A lot of times when people are talking about the stock market, they’re going to talk in very general terms about how the “market” is doing. When they do this, they’re referring to an index, regardless of what index that might be.
I think there are major pros and cons of all of them, with my personal preference being the S&P 500 because it has the most legit calculation, which is also the same as the NASDAQ, but it only takes into account the 500 highest market cap companies, which is primarily what I am going to want to invest in unless I’m getting extra risky! And by risky, I likely mean stupid…lol.
So, while that’s great and all, you might be asking “why does this matter to me?” Well, that answer is also simple.
I oftentimes will quote something along the lines of “the stock market average since 1980 is 10%” when referring to the CAGR, or Compound Annual Growth Rate. I quote this to show people the returns that they could’ve achieved by simply investing in the stock market as a whole and not picking any individual stocks.

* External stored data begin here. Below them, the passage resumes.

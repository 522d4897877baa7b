//! Module for errors returned from the Drive API.

use serde::Deserialize;
use thiserror::Error;

#[derive(Deserialize)]
struct Envelope {
    error: InnerError,
}

#[derive(Deserialize)]
struct InnerError {
    message: Option<String>,
    #[serde(default)]
    errors: Vec<ErrorDetail>,
}

/// An error returned from the Drive API.
#[derive(Debug, Clone, PartialEq, Eq, Error)]
#[error("status {status}: {message}")]
pub struct Error {
    /// The HTTP status code.
    pub status: u16,
    pub message: String,
    pub errors: Vec<ErrorDetail>,
}

impl Error {
    /// Builds an error from the status and raw body of a failed response.
    ///
    /// Bodies that are not the JSON error envelope of the API are kept as plain text.
    pub fn from_body(status: u16, body: &[u8]) -> Self {
        match serde_json::from_slice::<Envelope>(body) {
            Ok(Envelope { error }) => Self {
                status,
                message: error.message.unwrap_or_default(),
                errors: error.errors,
            },
            Err(_) => Self {
                status,
                message: String::from_utf8_lossy(body).into_owned(),
                errors: Vec::new(),
            },
        }
    }

    /// Returns the reason of the first error detail, e.g. `notFound` or `rateLimitExceeded`.
    pub fn reason(&self) -> Option<&str> {
        self.errors.first().and_then(|v| v.reason.as_deref())
    }
}

/// A single entry of the `errors` list of an error response.
#[derive(Debug, Clone, PartialEq, Eq, Hash, Deserialize)]
pub struct ErrorDetail {
    pub domain: Option<String>,
    pub reason: Option<String>,
    pub message: Option<String>,
}
//! Module for file and folder resources.

use crate::{util, Result, Session, FILE_FIELDS, FOLDER_MIME_TYPE};
use bytes::Bytes;
use chrono::{DateTime, Utc};
use derive_setters::Setters;
use reqwest::Method;
use serde::{Deserialize, Serialize};
use serde_json::Value;
use std::{
    fmt,
    ops::{Deref, DerefMut},
    sync::Arc,
};
use tracing::debug;

/// Metadata of a file or folder, as returned by the API.
#[derive(Debug, Clone, Default, PartialEq, Eq, Hash, Deserialize, Serialize)]
#[serde(default, rename_all = "camelCase")]
pub struct FileMetadata {
    pub id: String,
    pub kind: String,
    pub name: String,
    pub mime_type: String,
    /// RFC 3339 timestamp of the last modification.
    pub modified_time: String,
    /// RFC 3339 timestamp of the creation.
    pub created_time: String,
    /// Size of the content in bytes. Zero for folders.
    #[serde(deserialize_with = "util::deserialize_size")]
    pub size: u64,
    #[serde(deserialize_with = "util::deserialize_optional")]
    pub parents: Vec<String>,
}

impl FileMetadata {
    /// Returns whether this is a folder.
    pub fn is_folder(&self) -> bool {
        self.mime_type == FOLDER_MIME_TYPE
    }

    /// Parses [`modified_time`](Self::modified_time). Returns `None` if it is not a valid
    /// timestamp.
    pub fn modified_at(&self) -> Option<DateTime<Utc>> {
        parse_timestamp(&self.modified_time)
    }

    /// Parses [`created_time`](Self::created_time). Returns `None` if it is not a valid
    /// timestamp.
    pub fn created_at(&self) -> Option<DateTime<Utc>> {
        parse_timestamp(&self.created_time)
    }
}

fn parse_timestamp(value: &str) -> Option<DateTime<Utc>> {
    DateTime::parse_from_rfc3339(value)
        .ok()
        .map(|v| v.with_timezone(&Utc))
}

/// Metadata changes applied by [`File::update`].
#[derive(Debug, Clone, Default, PartialEq, Eq, Hash, Setters)]
#[setters(strip_option, into, prefix = "with_")]
pub struct UpdateOptions {
    pub name: Option<String>,
    /// ID of a folder the file is added to.
    pub parent: Option<String>,
    pub description: Option<String>,
}

/// A file or folder, bound to the session that fetched it.
///
/// The metadata is reachable through `Deref`, so `file.name` or `file.is_folder()` work
/// directly. Operations on the file reuse the session it came from.
#[derive(Clone)]
pub struct File {
    metadata: FileMetadata,
    session: Arc<Session>,
}

impl File {
    pub(crate) fn new(metadata: FileMetadata, session: Arc<Session>) -> Self {
        Self { metadata, session }
    }

    /// Returns the metadata.
    pub fn metadata(&self) -> &FileMetadata {
        &self.metadata
    }

    /// Drops the session and returns the metadata.
    pub fn into_metadata(self) -> FileMetadata {
        self.metadata
    }

    /// Returns the session this file is bound to.
    pub fn session(&self) -> &Arc<Session> {
        &self.session
    }

    /// Downloads the whole content of the file.
    pub async fn download(&self) -> Result<Bytes> {
        self.session
            .request(Method::GET, |urls| &urls.base, &["files", self.metadata.id.as_str()])?
            .query("alt", "media")
            .send()
            .await?
            .into_bytes()
    }

    /// Updates name, parent or description and merges the server's answer into `self`.
    pub async fn update(&mut self, options: &UpdateOptions) -> Result<()> {
        #[derive(Serialize)]
        struct Request<'a> {
            #[serde(skip_serializing_if = "Option::is_none")]
            name: Option<&'a str>,
            #[serde(skip_serializing_if = "Option::is_none")]
            description: Option<&'a str>,
        }

        let mut request = self
            .session
            .request(Method::PATCH, |urls| &urls.base, &["files", self.metadata.id.as_str()])?
            .query("fields", FILE_FIELDS);
        if let Some(parent) = &options.parent {
            request = request.query("addParents", parent);
        }
        let body = serde_json::to_value(Request {
            name: options.name.as_deref(),
            description: options.description.as_deref(),
        })?;
        let value: Value = request.json(body).send().await?.parse()?;
        util::merge(&mut self.metadata, value)?;
        debug!(id = %self.metadata.id, "updated file");
        Ok(())
    }

    /// Deletes the file permanently, skipping the trash.
    ///
    /// The file must not be used afterwards.
    pub async fn delete(&self) -> Result<()> {
        self.session
            .request(Method::DELETE, |urls| &urls.base, &["files", self.metadata.id.as_str()])?
            .send()
            .await?
            .parse_empty()
    }
}

impl Deref for File {
    type Target = FileMetadata;

    fn deref(&self) -> &Self::Target {
        &self.metadata
    }
}

impl DerefMut for File {
    fn deref_mut(&mut self) -> &mut Self::Target {
        &mut self.metadata
    }
}

impl fmt::Debug for File {
    fn fmt(&self, f: &mut fmt::Formatter<'_>) -> fmt::Result {
        f.debug_struct("File")
            .field("id", &self.metadata.id)
            .field("name", &self.metadata.name)
            .field("mime_type", &self.metadata.mime_type)
            .field("modified_time", &self.metadata.modified_time)
            .field("created_time", &self.metadata.created_time)
            .field("size", &self.metadata.size)
            .field("parents", &self.metadata.parents)
            .finish()
    }
}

When I quote this, I am referring to the S&P 500, but maybe you think that the NASDAQ is a more accurate representation of the market!
If so, that’s great! You can invest in the NASDAQ very simply by buying into the ticker ONEQ, which is the Fidelity NASDAQ Composite Index Track. The current price of this, as of 3/20/20, is $268.13. So, you could buy into an ETF that will essentially replicate the results of the NASDAQ Composite index for that price, or, if you have Fidelity, you can buy partial shares as long as you do it on your phone:
The reason that I’m really getting this far into the weeds is because before you invest in anything, you need to understand exactly what you’re investing in, even if it’s an ETF that’s meant to track the market or if it’s actually an individual stock.
Just as it’s imperative to do your analysis on any stock that you’re thinking about buying, and a great starting point for that is with the Value Trap Indicator, if you’re going to invest in an ETF to track the market, you need to understand how that ETF is being calculated.
I talked here today about how the NASDAQ is calculated similarly to the S&P 500 but includes over 6 times the amount of companies and how it’s very, very different than the Dow, but that doesn’t mean that it’s better or worse – it means that you should think about what makes the most sense in your eyes and then invest in that ETF.
This is something that’s very important to me because I personally know people that put their money into “the market” but they have no idea what they’re actually investing in. As I showed in the graph above, the returns can vary drastically depending on what index you might be throwing your money into, so it really is imperative to understand the math and the analysis behind the investment choice that you’re making.
Is it hard? Absolutely not. A simple google search can help show you so much. It can show you so much that it honestly can be overwhelming if you’re a brand-new investor. If you are, start small in a way that you’re already accessing information – I’m thinking with Instagram, YouTube or following a new investing blog.
Andrew and Dave are notorious for saying that you need to “invest with a margin of safety…emphasis on the safety,” and there is no better way to do that than to dabble a bit into a total-market index fund like ONEQ – but you better understand what you’re actually investing in!